TGen Study Pinpoints Biomarkers for Non-Alcoholic Fatty Liver Disease

Promising biomarkers for progression of non-alcoholic fatty liver disease (NAFLD) were found in a study led by researchers at the Translational Genomics Research Institute (TGen), an affiliate of City of Hope.

They identified differences in DNA methylation (DNAm) that accurately predicted different stages of liver fibrosis in as many as 94% of patients with NAFLD, according to the study published in the journal Clinical Epigenetics.

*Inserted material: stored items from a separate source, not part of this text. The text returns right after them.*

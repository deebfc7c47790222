//! Attribute values and callbacks.
//!
//! Attributes are kept in insertion order ([`IndexMap`]) so that diffs, and
//! therefore host mutations, come out in a deterministic order.

use std::fmt;
use std::sync::Arc;

use indexmap::IndexMap;

/// Reserved attribute carrying a keylist item's identity. Never sent to the host.
pub const KEY: &str = "key";

/// Callback attribute run once after the owning node is built into the host.
pub const ON_MOUNT: &str = "onmount";

/// Callback attribute run once after the owning node leaves the host.
pub const ON_UNMOUNT: &str = "onunmount";

/// Ordered attribute mapping of an element.
pub type Attrs = IndexMap<String, AttrValue>;

/// A zero-argument callback stored in an attribute.
///
/// Two callbacks are equal only if they are the same allocation, which is
/// how the differ decides whether a handler attribute changed.
#[derive(Clone)]
pub struct Callback(Arc<dyn Fn() + Send + Sync>);

impl Callback {
    /// Wrap a closure.
    pub fn new<F>(f: F) -> Self
    where
        F: Fn() + Send + Sync + 'static,
    {
        Self(Arc::new(f))
    }

    /// Invoke the callback.
    pub fn call(&self) {
        (self.0)();
    }

    /// Reference identity.
    pub fn ptr_eq(&self, other: &Callback) -> bool {
        std::ptr::addr_eq(Arc::as_ptr(&self.0), Arc::as_ptr(&other.0))
    }
}

impl PartialEq for Callback {
    fn eq(&self, other: &Self) -> bool {
        self.ptr_eq(other)
    }
}

impl fmt::Debug for Callback {
    fn fmt(&self, f: &mut fmt::Formatter<'_>) -> fmt::Result {
        write!(f, "Callback({:p})", Arc::as_ptr(&self.0) as *const ())
    }
}

/// The value of one attribute.
#[derive(Debug, Clone, PartialEq)]
pub enum AttrValue {
    /// Plain string attribute.
    Text(String),
    /// Boolean attribute: `true` writes it empty, `false` removes it.
    Bool(bool),
    /// Function-valued attribute, assigned to the host as a live property.
    Callback(Callback),
}

impl AttrValue {
    /// The string payload, if this is a text attribute.
    pub fn as_text(&self) -> Option<&str> {
        match self {
            AttrValue::Text(text) => Some(text),
            _ => None,
        }
    }

    /// The callback, if this is a function-valued attribute.
    pub fn as_callback(&self) -> Option<&Callback> {
        match self {
            AttrValue::Callback(callback) => Some(callback),
            _ => None,
        }
    }

    pub fn is_callback(&self) -> bool {
        matches!(self, AttrValue::Callback(_))
    }
}

impl From<&str> for AttrValue {
    fn from(value: &str) -> Self {
        AttrValue::Text(value.to_string())
    }
}

impl From<String> for AttrValue {
    fn from(value: String) -> Self {
        AttrValue::Text(value)
    }
}

impl From<bool> for AttrValue {
    fn from(value: bool) -> Self {
        AttrValue::Bool(value)
    }
}

impl From<Callback> for AttrValue {
    fn from(value: Callback) -> Self {
        AttrValue::Callback(value)
    }
}

/// Build an [`Attrs`] map from name/value pairs.
///
/// ```rust,ignore
/// let attrs = attrs([("id", "foo"), ("class", "bar")]);
/// ```
pub fn attrs<I, K, V>(pairs: I) -> Attrs
where
    I: IntoIterator<Item = (K, V)>,
    K: Into<String>,
    V: Into<AttrValue>,
{
    pairs
        .into_iter()
        .map(|(name, value)| (name.into(), value.into()))
        .collect()
}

NAFLD is the most common chronic liver disease among Western nations, characterized by accumulations of fat in the liver. This condition can include development of fibrosis, which may be caused by DNA methylation (DNAm)—a biological process in which methyl groups are added to DNA without changing its sequence.

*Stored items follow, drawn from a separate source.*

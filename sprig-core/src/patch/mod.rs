//! Patcher
//!
//! Applies a change list to the host, one change at a time, in order.
//!
//! # Overview
//!
//! - [`Host`] is the render surface. The engine writes to it through opaque
//!   [`HostId`] handles and never reads it back.
//! - [`Patcher`] turns [`Change`](crate::diff::Change)s into host calls and
//!   keeps every next-tree node pointing at its host node.
//! - Lifecycle tasks found along the way are queued in a [`LifecycleQueue`]
//!   and run only when the whole pass is done: every `onunmount` first, then
//!   every `onmount`.
//! - Keyed lists are repositioned according to a [`SortStrategy`].
//!
//! [`MemoryHost`] is an in-memory host that records what it was asked to do.

mod host;
mod lifecycle;
mod memory;
mod patcher;
mod sort;

pub use host::{Host, HostId, HostRef};
pub use lifecycle::LifecycleQueue;
pub use memory::{HostOp, MemoryHost};
pub use patcher::{PatchStats, Patcher};
pub use sort::{ItemMove, SortStrategy};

“DNAm patterns can be used to identify distinct cell types in the liver, and changes in cell-type composition,” said Johanna DiStefano, PhD, head of TGen’s Diabetes and Fibrotic Disease Unit. She is also one of the study’s senior authors.

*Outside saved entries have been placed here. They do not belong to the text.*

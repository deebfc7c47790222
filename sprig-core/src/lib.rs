//! Sprig Core
//!
//! A virtual-tree reconciliation engine. Callers describe the UI they want
//! as a tree of lightweight [`VNode`]s; the engine works out the smallest
//! sequence of mutations that brings a host tree (a DOM, or anything that
//! implements [`Host`]) in line with it.
//!
//! # Architecture
//!
//! - `vtree`: the virtual tree model and its constructor, [`create`]
//! - `diff`: pure comparison of two trees into an ordered change list
//! - `patch`: applies change lists to a host and runs lifecycle tasks
//! - `schedule`: batches update requests into at most one pass per tick
//!
//! # Example
//!
//! ```rust,ignore
//! use sprig_core::{attrs, create, ManualTicks, MemoryHost, Reconciler};
//!
//! let mut host = MemoryHost::new();
//! let root = host.create_root("body");
//! let ticks = ManualTicks::new();
//! let reconciler = Reconciler::new(host, ticks.clone())?;
//!
//! let tree = reconciler.render(&create("p", attrs([("id", "greeting")]), ["hello"]), root);
//! ticks.run_pending()?;
//!
//! // Both requests are served by a single pass.
//! let tree = reconciler.migrate(&tree, &create("p", attrs([("id", "greeting")]), ["hi"]));
//! let tree = reconciler.migrate(&tree, &create("p", attrs([("id", "greeting")]), ["hey"]));
//! ticks.run_pending()?;
//! ```

pub mod config;
pub mod diff;
pub mod error;
pub mod patch;
pub mod schedule;
pub mod vtree;

pub use config::ReconcilerConfig;
pub use diff::{diff, Change, ChangeKind};
pub use error::{ReconcileError, Result};
pub use patch::{Host, HostId, HostRef, LifecycleQueue, MemoryHost, PatchStats, Patcher, SortStrategy};
pub use schedule::{ManualTicks, Reconciler, TickQueue, TokioTicks};
pub use vtree::{attrs, create, leaf, AttrValue, Attrs, Callback, Child, NodeKind, VNode};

Using samples retrieved by biopsies, researchers examined genomic data from 325 NAFLD patients: 206 with no apparent liver scarring and 119 with varying levels of fibrosis. In its most severe form, NAFLD can progress to a condition called nonalcoholic steatohepatitis (NASH), and in turn lead to cirrhosis, cancer of the liver, and death.

The researchers found that more severe fibrosis levels were associated with a progressive increase in the percentage of immune cells in the liver, and a corresponding decrease in the percentage of epithelial cells, a type of cell that lines various body surfaces, including organs such as the liver.

Karen Conneely, PhD, Associate Professor in the Department of Human Genetics at the Emory University School of Medicine, and a senior author of the study, explained that researchers also found that even after accounting for differences in cellular composition between individuals, DNAm levels at specific sites in the genome were decreased in patients with severe fibrosis.

The differences were striking enough that Emory’s Nicholas Johnson, PhD, and a lead author of the study, was able to develop a model based on DNAm at 28 genomic sites that could accurately predict fibrosis levels in 94% of NAFLD patients in an independent test set.

“These findings are consistent with DNAm as a mechanism underpinning, or marking, fibrosis-related shifts in cell composition, and demonstrate the potential of DNAm as a possible biomarker of NAFLD fibrosis,” said Xiumei Wu, PhD, a TGen Staff Scientist in the DiStefano Lab, and one of the study’s authors.

For this study, samples were drawn directly from patient livers via the relatively invasive use of biopsies. Taking advantage of technology pioneered by TGen, they suggest that future samples might be obtained from circulating blood.

“Circulating DNAm has been suggested as a potential noninvasive biomarker of disease severity for NAFLD,” the researchers wrote.  “These results suggest that our model could potentially predict NAFLD fibrosis in blood DNAm.”

The researchers suggest that future analysis also could be complemented by using single-cell RNA sequencing, a more exacting method of analyzing genomic information, which has the potential to measure cell composition at a higher resolution, and facilitating a greater understanding of the relationship between NAFLD fibrosis, cellular composition, and DNAm.

“Overall, our investigation shows that DNAm provides information that is not only useful for understanding the underlying biology of NAFLD,” DiStefano said, “but may also serve as a clinical tool capable of independently diagnosing fibrosis.”